Telesat's Canadian patent application goes into detail on all of the above, and I'd be curious to know what exactly would be protected by it. They also consider their global spectrum priority rights from the International Telecommunication Union as an asset, but they will have to agree to spectrum sharing conventions and debris mitigation agreements.
Let me conclude with a suggestion for Telesat and the Cuban government.
OneWeb has committed to providing coverage to the entire state of Alaska by the end of 2020 and Telesat says they will have global coverage by 2021. I follow the state of the Internet in Cuba and think Cuba would be a good starting place for Telesat service. Cuba has the best-educated, Internet-starved population in Latin America and the Caribbean, they have very little domestic Internet infrastructure and much of the infrastructure they do have is obsolete. Cuba is close to being an Internet "green field" and, since it is an island nation, their polar satellite "footprint" would not be densely populated.

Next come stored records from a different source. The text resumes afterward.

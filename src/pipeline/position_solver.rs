use crate::math::{Real, Vector};
use crate::pipeline::{ColliderSet, CollisionManifold, WorldSettings};
use crate::pipeline::velocity_solver::resolves_contacts;
use ordered_float::OrderedFloat;

/// Pushes overlapping colliders apart by translating them.
///
/// The corrections are accumulated over `position_iterations` passes then committed to the
/// collider positions. Only the penetration in excess of `penetration_slack` is corrected.
#[derive(Clone, Debug, Default)]
pub struct PositionSolver {
    corrections: Vec<Vector<Real>>,
    order: Vec<usize>,
}

impl PositionSolver {
    /// A position solver with empty buffers.
    pub fn new() -> Self {
        Self::default()
    }

    /// Corrects the penetrations of the points of `manifolds`.
    ///
    /// Each point depth must be up to date with the current positions. Immovable colliders get a
    /// zero weight, so a dynamic collider touching a static one takes the whole correction.
    pub fn solve(
        &mut self,
        manifolds: &[CollisionManifold],
        colliders: &mut ColliderSet,
        settings: &WorldSettings,
    ) {
        self.corrections.clear();
        self.corrections
            .resize(colliders.index_bound(), Vector::zeros());

        for _ in 0..settings.position_iterations {
            for manifold in manifolds {
                let (Some(a), Some(b)) = (
                    colliders.get(manifold.collider_a),
                    colliders.get(manifold.collider_b),
                ) else {
                    continue;
                };

                if !resolves_contacts(a, b) {
                    continue;
                }

                let w_a: Real = if a.is_dynamic() { 1.0 } else { 0.0 };
                let w_b: Real = if b.is_dynamic() { 1.0 } else { 0.0 };
                let (w_a, w_b) = (w_a / (w_a + w_b), w_b / (w_a + w_b));
                let ia = manifold.collider_a.index as usize;
                let ib = manifold.collider_b.index as usize;

                // Face contacts first, then the deepest ones.
                self.order.clear();
                self.order.extend(0..manifold.points.len());
                self.order.sort_by_key(|i| {
                    let pt = &manifold.points[*i];
                    (pt.kind, OrderedFloat(-pt.depth))
                });

                for i in &self.order {
                    let pt = &manifold.points[*i];
                    let n = pt.solver_normal().into_inner();
                    let depth =
                        pt.depth - (self.corrections[ib] - self.corrections[ia]).dot(&n);

                    if depth > settings.penetration_slack {
                        let excess = depth - settings.penetration_slack;
                        self.corrections[ia] -= n * (excess * w_a);
                        self.corrections[ib] += n * (excess * w_b);
                    }
                }
            }
        }

        for (handle, collider) in colliders.iter_mut() {
            if collider.is_dynamic() {
                collider.position.translation.vector += self.corrections[handle.index as usize];
            }
        }
    }
}

#[cfg(test)]
mod test {
    use super::PositionSolver;
    use crate::math::Vector;
    use crate::pipeline::{
        ColliderBuilder, ColliderSet, CollisionManifold, ContactPoint, IdAllocator, WorldSettings,
    };
    use crate::query::Contact;

    #[test]
    fn dynamic_collider_takes_the_whole_correction() {
        let mut ids = IdAllocator::new();
        let mut colliders = ColliderSet::new();
        let mut ball = ColliderBuilder::ball(0.5)
            .translation(Vector::new(0.0, 0.8, 0.0))
            .build();
        ball.id = ids.allocate();
        let mut ground = ColliderBuilder::cuboid(5.0, 0.5, 5.0).fixed().build();
        ground.id = ids.allocate();
        let h1 = colliders.insert(ball);
        let h2 = colliders.insert(ground);

        let contact = Contact::new(
            [0.0, -0.5, 0.0].into(),
            [0.0, 0.5, 0.0].into(),
            -Vector::y_axis(),
            Vector::y_axis(),
            -0.2,
        );
        let mut manifold = CollisionManifold::new(h1, &colliders[h1], h2, &colliders[h2]);
        manifold.points.push(ContactPoint::from_contact(
            &contact,
            &colliders[h1],
            &colliders[h2],
        ));

        let settings = WorldSettings::default();
        PositionSolver::new().solve(&[manifold], &mut colliders, &settings);

        let y = colliders[h1].position().translation.vector.y;
        assert_relative_eq!(y, 0.8 + 0.2 - settings.penetration_slack, epsilon = 1.0e-5);
        assert_eq!(colliders[h2].position().translation.vector, Vector::zeros());
    }

    #[test]
    fn two_dynamic_colliders_share_the_correction() {
        let mut ids = IdAllocator::new();
        let mut colliders = ColliderSet::new();
        let mut a = ColliderBuilder::ball(0.5).build();
        a.id = ids.allocate();
        let mut b = ColliderBuilder::ball(0.5)
            .translation(Vector::new(0.9, 0.0, 0.0))
            .build();
        b.id = ids.allocate();
        let ha = colliders.insert(a);
        let hb = colliders.insert(b);

        let contact = Contact::new(
            [0.5, 0.0, 0.0].into(),
            [-0.5, 0.0, 0.0].into(),
            Vector::x_axis(),
            -Vector::x_axis(),
            -0.1,
        );
        let mut manifold = CollisionManifold::new(ha, &colliders[ha], hb, &colliders[hb]);
        manifold.points.push(ContactPoint::from_contact(
            &contact,
            &colliders[ha],
            &colliders[hb],
        ));

        let settings = WorldSettings {
            penetration_slack: 0.0,
            ..WorldSettings::default()
        };
        PositionSolver::new().solve(&[manifold], &mut colliders, &settings);

        let xa = colliders[ha].position().translation.vector.x;
        let xb = colliders[hb].position().translation.vector.x;
        assert_relative_eq!(xa, -0.05, epsilon = 1.0e-5);
        assert_relative_eq!(xb, 0.95, epsilon = 1.0e-5);
    }
}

Cuba could work with Telesat to leapfrog over several infrastructure generations. If Telesat can deliver on their claims, the barriers would be political and bureaucratic, not technical. Cuba is about to change leadership, and there is some indication that Miguel Díaz-Canel, who many expect to replace Raúl Castro, will favor Internet development.
SpaceX could also provide early Cuban connectivity, but dealing with a US company would be politically problematical and Cuba and Canada have a well established political and economic relationship. Even if Cuba were willing to work with SpaceX, the current US administration would not allow them to do so. Connecting Cuba would be good for Cubans and good publicity of Telesat.
For more on Telesat and their plans for LEO satellite Internet service see their patent application and you can see animations of their proposed hybrid-constellation connectivity here and here.
LEO-1, Telesat's low-Earth orbit satellite, has been shipped to India for launch. The 168 kg satellite will be used in two-satellite tests of Telesat's forthcoming broadband service. Testing will begin when both test satellites are in operation. LEO-1 will be in polar orbit and I assume the other will be in an inclined orbit in order to test their two-constellation design.
The Soyuz 2 launch vehicle that was to have placed 19 spacecraft into orbit has failed, destroying one of the two satellites Telesat had planned to use in the first test of their forthcoming broadband Internet service. The other has been shipped to India for launch, but the project will be delayed until the lost satellite can be replaced.